KNDS-LP is a low power radio station broadcasting on 96.3 FM in Fargo, North Dakota. The station is operated by the student broadcasting club at North Dakota State University (NDSU) in Fargo, North Dakota.

History
In 1999 students at NDSU worked with Professor Douglas Blanks Hindman to launch ThunderRadio, a Shoutcast Web radio station, and apply for a low-power FM license. After Hindman left NDSU for a position at a university in the state of Washington, Cloy Tobola, who was a doctoral student and graduate assistant at the time, took up the cause. With the help of Tobola and several students, what is now KNDS came together. About the same time, a group affiliated with the Fargo Theatre (later known as Radio Free Fargo) organized to start a community-focused station. These groups combined their efforts and license applications, and KNDS-LP began operating in 2004.

Some have argued that KNDS-LP was created in response to the loss of college radio in Fargo after NDSU-owned KDSU 91.9 FM became a public radio station through North Dakota Public Radio (now Prairie Public) on NDPR's launch in 1999.

In fact KDSU, which had started at the university in 1922, had ceased to be a student-run station by the mid-1970s when it affiliated with National Public Radio. For the quarter century or so afterward, students were employed at the station as studio monitors, interns and occasionally as on-air talent thanks to a subsidy from NDSU's student government; however, station management was handled by university employees and programming was essentially "public radio" fare. In short, the station was owned by a university but it would not be fair to describe its operations or programming as "college radio" during that period.

In the summer of 2003, KNDS-LP was granted its original construction permit for a low power station by the Federal Communications Commission (FCC). Over the next year, Tobola worked with NDSU students and representatives of Radio Free Fargo to secure studio space, networking services and equipment from the university, and to finalize operational roles for station managers. Because construction permits are only valid for one year, several short-term extensions were granted by the FCC. The last of these was issued on September 1, 2004; consequently, that date - and not the original 2003 date - appears on FCC records as the date of the construction permit.

The station marked its first FM broadcast at 11 AM CDT, on October 11, 2004, under the direction of General Manager Matthew Langemo. The FCC granted the station its broadcast license on August 29, 2005. In May 2007, KNDS moved frequency from 105.9 FM to 96.3 FM to prevent interference from KQLX-FM 106.1, which recently upgraded its signal.

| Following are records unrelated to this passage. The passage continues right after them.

//! Connection liveness.
//!
//! Both sides register a heartbeat servant under [`HEARTBEAT_GRAIN_ID`]
//! and hold a proxy to the peer's. While connected, a monitor thread beats
//! once per interval. A beat unanswered for the failure interval ends the
//! connection with `HeartbeatFailure`, unless frames kept arriving in the
//! meantime: then the peer is merely busy working through a backlog.
//!
//! [`HEARTBEAT_GRAIN_ID`]: crate::ids::HEARTBEAT_GRAIN_ID

use std::io;
use std::sync::Arc;
use std::thread;

use tracing::{debug, warn};

use crate::connection::Connection;
use crate::remote_interface;
use crate::settings::HeartbeatSettings;
use crate::signal::StopSignal;
use crate::task::Task;

remote_interface! {
    pub(crate) trait Heartbeat as "grainrpc.Heartbeat" {
        fn beat(&self) -> Task<()>;
    }
}

/// Answers the peer's beats.
pub(crate) struct HeartbeatServant;

impl Heartbeat for HeartbeatServant {
    fn beat(&self) -> Task<()> {
        Task::ready(())
    }
}

/// Starts beating on `connection`. `on_failure` runs at most once, on the
/// monitor thread, when the peer stopped answering.
pub(crate) fn start_monitor(
    endpoint: &str,
    connection: Arc<Connection>,
    peer: Arc<dyn Heartbeat>,
    settings: HeartbeatSettings,
    on_failure: impl FnOnce() + Send + 'static,
) -> io::Result<Arc<StopSignal>> {
    let stop = Arc::new(StopSignal::new());
    let signal = Arc::clone(&stop);
    thread::Builder::new()
        .name(format!("{endpoint}-heartbeat"))
        .spawn(move || {
            if run_monitor(&connection, peer.as_ref(), &settings, &signal) {
                on_failure();
            }
        })?;
    Ok(stop)
}

/// Returns true when the connection should be failed.
fn run_monitor(
    connection: &Connection,
    peer: &dyn Heartbeat,
    settings: &HeartbeatSettings,
    stop: &StopSignal,
) -> bool {
    let failure_interval = settings.failure_interval();
    loop {
        if stop.wait(settings.interval()) {
            return false;
        }
        let beat = peer.beat();
        match beat.wait_timeout(failure_interval) {
            Some(Ok(())) => {}
            Some(Err(err)) if err.is_connection_error() => return false,
            Some(Err(err)) => {
                debug!(connection_id = %connection.id(), error = %err, "heartbeat failed");
            }
            None => {
                if stop.is_stopped() {
                    return false;
                }
                if !settings.use_failure_detection {
                    warn!(
                        connection_id = %connection.id(),
                        timeout_ms = failure_interval.as_millis() as u64,
                        "heartbeat not answered, failure detection disabled"
                    );
                    continue;
                }
                let idle = connection.since_last_read();
                if idle < failure_interval {
                    warn!(
                        connection_id = %connection.id(),
                        idle_ms = idle.as_millis() as u64,
                        "heartbeat not answered but the connection is busy"
                    );
                    continue;
                }
                warn!(
                    connection_id = %connection.id(),
                    idle_ms = idle.as_millis() as u64,
                    "heartbeat not answered, declaring the connection dead"
                );
                return true;
            }
        }
    }
}
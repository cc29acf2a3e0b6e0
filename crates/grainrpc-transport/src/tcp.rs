use std::io::ErrorKind;
use std::net::{SocketAddr, TcpListener, TcpStream};
use std::time::Duration;

use tracing::{debug, info};

use crate::addr::EndpointAddr;
use crate::error::{Result, TransportError};
use crate::stream::Stream;

/// TCP listener.
pub struct TcpSocket {
    listener: TcpListener,
    local: SocketAddr,
}

impl TcpSocket {
    /// Bind and listen. Port 0 binds an ephemeral port; see [`local_addr`](Self::local_addr).
    pub fn bind(addr: SocketAddr) -> Result<Self> {
        let bind_err = |source| TransportError::Bind {
            addr: EndpointAddr::Tcp(addr),
            source,
        };
        let listener = TcpListener::bind(addr).map_err(bind_err)?;
        let local = listener.local_addr().map_err(bind_err)?;
        info!(%local, "listening on tcp");
        Ok(Self { listener, local })
    }

    /// Accept an incoming connection (blocking unless non-blocking mode is set).
    pub fn accept(&self) -> Result<Stream> {
        let (stream, peer) = self.listener.accept().map_err(TransportError::Accept)?;
        debug!(%peer, "accepted connection");
        accepted(stream)
    }

    /// Accept a pending connection without blocking.
    ///
    /// Requires [`set_nonblocking(true)`](Self::set_nonblocking).
    pub fn poll_accept(&self) -> Result<Option<Stream>> {
        match self.listener.accept() {
            Ok((stream, peer)) => {
                debug!(%peer, "accepted connection");
                accepted(stream).map(Some)
            }
            Err(err) if err.kind() == ErrorKind::WouldBlock => Ok(None),
            Err(err) if err.kind() == ErrorKind::Interrupted => Ok(None),
            Err(err) => Err(TransportError::Accept(err)),
        }
    }

    /// Toggle non-blocking accept.
    pub fn set_nonblocking(&self, nonblocking: bool) -> Result<()> {
        self.listener.set_nonblocking(nonblocking)?;
        Ok(())
    }

    /// Connect with a bounded connect timeout.
    pub fn connect(addr: SocketAddr, timeout: Duration) -> Result<Stream> {
        let stream =
            TcpStream::connect_timeout(&addr, timeout).map_err(|e| TransportError::Connect {
                addr: EndpointAddr::Tcp(addr),
                source: e,
            })?;
        debug!(%addr, "connected to tcp endpoint");
        Ok(Stream::from_tcp(stream))
    }

    /// The address actually bound.
    pub fn local_addr(&self) -> SocketAddr {
        self.local
    }
}

fn accepted(stream: TcpStream) -> Result<Stream> {
    stream.set_nonblocking(false)?;
    Ok(Stream::from_tcp(stream))
}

The original KNDS studio was on the east side of University Drive at Administration Avenue in Fargo. A small brick building there originally housed a U.S. Post Office substation in the south side of the building and a credit union in the north half of the building. When the credit union moved, NDSU made the space available for the first KNDS studios. The station moved in April 2014 to the lower level of the High Plains Reader building at 124 8th St. North in Fargo. The building that housed the original KNDS studios was demolished in 2016 to expand the nearby NDSU parking lot.

Programming

Depending on the radio programs on KNDS, the station plays a wide range of music that attempts to break out of the strict music radio formats. Each DJ is allowed to make his or her own playlist for the program/shift. Thunder Radio and Radio Free Fargo also play music from local artists. KNDS has also become a respected broadcaster of NDSU Bison athletics, airing more than 70 games a year from a variety of sports, including Bison football, volleyball, men's and women's basketball, baseball, and softball. The sports broadcasts are led by NDSU students and gives the students broadcast experience and training for professional opportunities beyond college.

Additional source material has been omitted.